[[ Supplied data, beginning ]]

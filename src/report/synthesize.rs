// src/report/synthesize.rs

//! Report synthesis.
//!
//! `synthesize_report` is pure: no I/O, no clock reads, and byte-identical
//! output for identical inputs. Everything time-like in the document comes
//! from the run snapshot itself, which makes the output suitable for
//! golden-file testing. Writing the document to disk is the scheduler's
//! job.

use std::fmt::Write as _;

use chrono::{DateTime, SecondsFormat, Utc};

use crate::batch::model::Run;
use crate::config::ScanTool;
use crate::report::finding::{Finding, Severity};

/// Run-independent metadata carried into the report header.
#[derive(Debug, Clone, Copy)]
pub struct ReportContext<'a> {
    pub batch_id: &'a str,
    pub tool: ScanTool,
    pub target_url: &'a str,
}

/// Render the report document for one run.
pub fn synthesize_report(
    ctx: &ReportContext<'_>,
    run: &Run,
    findings: &[Finding],
    artifact_paths: &[String],
) -> String {
    let mut out = String::new();

    // Header + run metadata.
    let _ = writeln!(out, "# Scan Report: {} run {}", ctx.tool, run.index);
    out.push('\n');
    let _ = writeln!(out, "## Run");
    out.push('\n');
    let _ = writeln!(out, "- batch: {}", ctx.batch_id);
    let _ = writeln!(out, "- run id: {}", run.id);
    let _ = writeln!(out, "- tool: {}", ctx.tool);
    let _ = writeln!(out, "- target: {}", ctx.target_url);
    let _ = writeln!(out, "- status: {}", status_label(run));
    let _ = writeln!(out, "- started: {}", fmt_time(run.started_at));
    let _ = writeln!(out, "- completed: {}", fmt_time(run.completed_at));
    let _ = writeln!(out, "- duration: {}", fmt_duration(run.duration_ms));
    let _ = writeln!(out, "- exit code: {}", fmt_exit_code(run));
    if let Some(error) = &run.error {
        let _ = writeln!(out, "- error: {error}");
    }
    out.push('\n');

    // Findings summary.
    let _ = writeln!(out, "## Findings ({})", findings.len());
    out.push('\n');
    if findings.is_empty() {
        let _ = writeln!(out, "No findings were extracted from this run.");
        out.push('\n');
    } else {
        let _ = write!(out, "{}", severity_counts_line(findings));
        out.push('\n');
        let _ = writeln!(out, "| # | severity | title | tool |");
        let _ = writeln!(out, "|---|----------|-------|------|");
        for (i, f) in findings.iter().enumerate() {
            let _ = writeln!(
                out,
                "| {} | {} | {} | {} |",
                i + 1,
                f.severity,
                escape_pipes(&f.title),
                f.tool
            );
        }
        out.push('\n');

        // Detail sections, in extraction order.
        for (i, f) in findings.iter().enumerate() {
            let _ = writeln!(out, "### {}. {}", i + 1, f.title);
            out.push('\n');
            let _ = writeln!(out, "- severity: {}", f.severity);
            let _ = writeln!(out, "- tool: {}", f.tool);
            let _ = writeln!(out, "- type: {}", f.finding_type);
            if let Some(id) = &f.plugin_id {
                let _ = writeln!(out, "- plugin id: {id}");
            }
            if let Some(confidence) = &f.confidence {
                let _ = writeln!(out, "- confidence: {confidence}");
            }
            let _ = writeln!(out, "- source: `{}`", f.source);
            out.push('\n');
        }
    }

    // Artifact manifest.
    let _ = writeln!(out, "## Artifacts");
    out.push('\n');
    if artifact_paths.is_empty() {
        let _ = writeln!(out, "None.");
    } else {
        for path in artifact_paths {
            let _ = writeln!(out, "- {path}");
        }
    }

    out
}

fn severity_counts_line(findings: &[Finding]) -> String {
    let mut line = String::new();
    let mut first = true;
    for sev in Severity::DESCENDING {
        let count = findings.iter().filter(|f| f.severity == sev).count();
        if count == 0 {
            continue;
        }
        if !first {
            line.push_str(", ");
        }
        let _ = write!(line, "{sev}: {count}");
        first = false;
    }
    line.push('\n');
    line
}

fn status_label(run: &Run) -> String {
    serde_json::to_value(run.status)
        .ok()
        .and_then(|v| v.as_str().map(str::to_string))
        .unwrap_or_else(|| format!("{:?}", run.status))
}

fn fmt_time(t: Option<DateTime<Utc>>) -> String {
    match t {
        Some(t) => t.to_rfc3339_opts(SecondsFormat::Millis, true),
        None => "-".to_string(),
    }
}

fn fmt_duration(ms: Option<u64>) -> String {
    match ms {
        Some(ms) => format!("{ms} ms"),
        None => "-".to_string(),
    }
}

fn fmt_exit_code(run: &Run) -> String {
    match run.result.as_ref().and_then(|r| r.exit_code) {
        Some(code) => code.to_string(),
        None => "-".to_string(),
    }
}

/// Titles land in a markdown table; keep pipes from breaking the row.
fn escape_pipes(s: &str) -> String {
    s.replace('|', "\\|")
}
// src/report/mod.rs

//! Findings extraction and report synthesis.
//!
//! - [`finding`] defines the ordered severity scale and the normalized
//!   [`Finding`] record.
//! - [`parsers`] holds the per-tool text parsers (line-oriented, order
//!   preserving, panic-free).
//! - [`zap_json`] parses the richer structured report zap-baseline can
//!   leave on disk; its findings are appended after the text-derived ones.
//! - [`synthesize`] renders the deterministic report document.

pub mod finding;
pub mod parsers;
pub mod synthesize;
pub mod zap_json;

pub use finding::{Finding, Severity, placeholder};
pub use parsers::extract_findings;
pub use synthesize::{ReportContext, synthesize_report};
pub use zap_json::parse_zap_report;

[[ Supplied data, end ]]

What the exercise asks:
Each line of the listing should be copied exactly.

Answer section:
filename src/report/synthesize.rs
// src/report/synthesize.rs

//! Report synthesis.
//!
//! `synthesize_report` is pure: no I/O, no clock reads, and byte-identical
//! output for identical inputs. Everything time-like in the document comes
//! from the run snapshot itself, which makes the output suitable for
//! golden-file testing. Writing the document to disk is the scheduler's
//! job.

use std::fmt::Write as _;

use chrono::{DateTime, SecondsFormat, Utc};

use crate::batch::model::Run;
use crate::config::ScanTool;
use crate::report::finding::{Finding, Severity};

/// Run-independent metadata carried into the report header.
#[derive(Debug, Clone, Copy)]
pub struct ReportContext<'a> {
    pub batch_id: &'a str,
    pub tool: ScanTool,
    pub target_url: &'a str,
}

/// Render the report document for one run.
pub fn synthesize_report(
    ctx: &ReportContext<'_>,
    run: &Run,
    findings: &[Finding],
    artifact_paths: &[String],
) -> String {
    let mut out = String::new();

    // Header + run metadata.
    let _ = writeln!(out, "# Scan Report: {} run {}", ctx.tool, run.index);
    out.push('\n');
    let _ = writeln!(out, "## Run");
    out.push('\n');
    let _ = writeln!(out, "- batch: {}", ctx.batch_id);
    let _ = writeln!(out, "- run id: {}", run.id);
    let _ = writeln!(out, "- tool: {}", ctx.tool);
    let _ = writeln!(out, "- target: {}", ctx.target_url);
    let _ = writeln!(out, "- status: {}", status_label(run));
    let _ = writeln!(out, "- started: {}", fmt_time(run.started_at));
    let _ = writeln!(out, "- completed: {}", fmt_time(run.completed_at));
    let _ = writeln!(out, "- duration: {}", fmt_duration(run.duration_ms));
    let _ = writeln!(out, "- exit code: {}", fmt_exit_code(run));
    if let Some(error) = &run.error {
        let _ = writeln!(out, "- error: {error}");
    }
    out.push('\n');

    // Findings summary.
    let _ = writeln!(out, "## Findings ({})", findings.len());
    out.push('\n');
    if findings.is_empty() {
        let _ = writeln!(out, "No findings were extracted from this run.");
        out.push('\n');
    } else {
        let _ = write!(out, "{}", severity_counts_line(findings));
        out.push('\n');
        let _ = writeln!(out, "| # | severity | title | tool |");
        let _ = writeln!(out, "|---|----------|-------|------|");
        for (i, f) in findings.iter().enumerate() {
            let _ = writeln!(
                out,
                "| {} | {} | {} | {} |",
                i + 1,
                f.severity,
                escape_pipes(&f.title),
                f.tool
            );
        }
        out.push('\n');

        // Detail sections, in extraction order.
        for (i, f) in findings.iter().enumerate() {
            let _ = writeln!(out, "### {}. {}", i + 1, f.title);
            out.push('\n');
            let _ = writeln!(out, "- severity: {}", f.severity);
            let _ = writeln!(out, "- tool: {}", f.tool);
            let _ = writeln!(out, "- type: {}", f.finding_type);
            if let Some(id) = &f.plugin_id {
                let _ = writeln!(out, "- plugin id: {id}");
            }
            if let Some(confidence) = &f.confidence {
                let _ = writeln!(out, "- confidence: {confidence}");
            }
            let _ = writeln!(out, "- source: `{}`", f.source);
            out.push('\n');
        }
    }

    // Artifact manifest.
    let _ = writeln!(out, "## Artifacts");
    out.push('\n');
    if artifact_paths.is_empty() {
        let _ = writeln!(out, "None.");
    } else {
        for path in artifact_paths {
            let _ = writeln!(out, "- {path}");
        }
    }

    out
}

fn severity_counts_line(findings: &[Finding]) -> String {
    let mut line = String::new();
    let mut first = true;
    for sev in Severity::DESCENDING {
        let count = findings.iter().filter(|f| f.severity == sev).count();
        if count == 0 {
            continue;
        }
        if !first {
            line.push_str(", ");
        }
        let _ = write!(line, "{sev}: {count}");
        first = false;
    }
    line.push('\n');
    line
}

fn status_label(run: &Run) -> String {
    serde_json::to_value(run.status)
        .ok()
        .and_then(|v| v.as_str().map(str::to_string))
        .unwrap_or_else(|| format!("{:?}", run.status))
}

fn fmt_time(t: Option<DateTime<Utc>>) -> String {
    match t {
        Some(t) => t.to_rfc3339_opts(SecondsFormat::Millis, true),
        None => "-".to_string(),
    }
}

fn fmt_duration(ms: Option<u64>) -> String {
    match ms {
        Some(ms) => format!("{ms} ms"),
        None => "-".to_string(),
    }
}

fn fmt_exit_code(run: &Run) -> String {
    match run.result.as_ref().and_then(|r| r.exit_code) {
        Some(code) => code.to_string(),
        None => "-".to_string(),
    }
}

/// Titles land in a markdown table; keep pipes from breaking the row.
fn escape_pipes(s: &str) -> String {
    s.replace('|', "\\|")
}
// src/report/mod.rs

//! Findings extraction and report synthesis.
//!
//! - [`finding`] defines the ordered severity scale and the normalized
//!   [`Finding`] record.
//! - [`parsers`] holds the per-tool text parsers (line-oriented, order
//!   preserving, panic-free).
//! - [`zap_json`] parses the richer structured report zap-baseline can
//!   leave on disk; its findings are appended after the text-derived ones.
//! - [`synthesize`] renders the deterministic report document.

pub mod finding;
pub mod parsers;
pub mod synthesize;
pub mod zap_json;

pub use finding::{Finding, Severity, placeholder};
pub use parsers::extract_findings;
pub use synthesize::{ReportContext, synthesize_report};
pub use zap_json::parse_zap_report;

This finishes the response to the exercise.